## [Aim of the task]
Within the listing below, locate all lines containing the word "modification". Copy each one.
=======
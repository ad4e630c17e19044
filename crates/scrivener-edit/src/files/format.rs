//! Rendering of sizes, modes, and timestamps for listings and file info.

use std::fs::Metadata;
use std::path::Path;
use std::time::SystemTime;

use time::OffsetDateTime;
use time::format_description::well_known::Rfc3339;
use time::macros::format_description;

/// Extensions whose files are treated as text when searching.
const TEXT_EXTENSIONS: &[&str] = &[
    "txt", "md", "json", "xml", "yaml", "yml", "go", "py", "js", "ts", "java", "c", "cpp", "h",
    "hpp", "cs", "php", "rb", "rs", "kt", "html", "css", "scss", "sass", "less", "sql", "sh",
    "bat", "ps1", "dockerfile", "cfg", "conf", "ini", "toml", "properties",
];

const UNKNOWN_TIME: &str = "unknown";

/// Renders a byte count with a binary unit, such as `512 B` or `1.5 KB`.
#[must_use]
pub fn format_bytes(bytes: u64) -> String {
    const STEP: u64 = 1024;
    const UNITS: [char; 6] = ['K', 'M', 'G', 'T', 'P', 'E'];
    if bytes < STEP {
        return format!("{bytes} B");
    }
    let mut divisor = STEP;
    let mut exponent = 0;
    let mut scaled = bytes / STEP;
    while scaled >= STEP && exponent + 1 < UNITS.len() {
        divisor *= STEP;
        scaled /= STEP;
        exponent += 1;
    }
    let unit = UNITS.get(exponent).copied().unwrap_or('E');
    let value = bytes as f64 / divisor as f64;
    format!("{value:.1} {unit}B")
}

/// Whether `path` has an extension from the text file list.
#[must_use]
pub fn is_text_file(path: &Path) -> bool {
    path.extension()
        .and_then(|extension| extension.to_str())
        .is_some_and(|extension| {
            TEXT_EXTENSIONS
                .iter()
                .any(|known| known.eq_ignore_ascii_case(extension))
        })
}

/// Ten-character mode string in the `ls -l` style, such as `drwxr-xr-x`.
pub(crate) fn mode_string(metadata: &Metadata) -> String {
    let file_type = metadata.file_type();
    let kind = if file_type.is_dir() {
        'd'
    } else if file_type.is_symlink() {
        'L'
    } else {
        '-'
    };
    let bits = permission_bits(metadata);
    let mut text = String::with_capacity(10);
    text.push(kind);
    for shift in [6, 3, 0] {
        for (mask, flag) in [(4, 'r'), (2, 'w'), (1, 'x')] {
            text.push(if (bits >> shift) & mask == 0 { '-' } else { flag });
        }
    }
    text
}

#[cfg(unix)]
fn permission_bits(metadata: &Metadata) -> u32 {
    use std::os::unix::fs::PermissionsExt;
    metadata.permissions().mode()
}

#[cfg(not(unix))]
fn permission_bits(metadata: &Metadata) -> u32 {
    match (metadata.is_dir(), metadata.permissions().readonly()) {
        (true, _) => 0o755,
        (false, true) => 0o444,
        (false, false) => 0o644,
    }
}

/// One listing line: mode, size (or `<DIR>`), modification time, and name.
pub(crate) fn listing_line(name: &str, metadata: &Metadata) -> String {
    let size = if metadata.is_dir() {
        String::from("<DIR>")
    } else {
        format_bytes(metadata.len())
    };
    let modified = metadata.modified().map_or_else(
        |_| String::from(UNKNOWN_TIME),
        |time| {
            OffsetDateTime::from(time)
                .format(format_description!(
                    "[year]-[month]-[day] [hour]:[minute]:[second]"
                ))
                .unwrap_or_else(|_| String::from(UNKNOWN_TIME))
        },
    );
    format!("{:<10} {size:>10} {modified} {name}", mode_string(metadata))
}

/// RFC 3339 rendering of a modification time.
pub(crate) fn rfc3339(time: SystemTime) -> String {
    OffsetDateTime::from(time)
        .format(&Rfc3339)
        .unwrap_or_else(|_| String::from(UNKNOWN_TIME))
}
=======
## [Answer space]
/// One listing line: mode, size (or `<DIR>`), modification time, and name.
/// RFC 3339 rendering of a modification time.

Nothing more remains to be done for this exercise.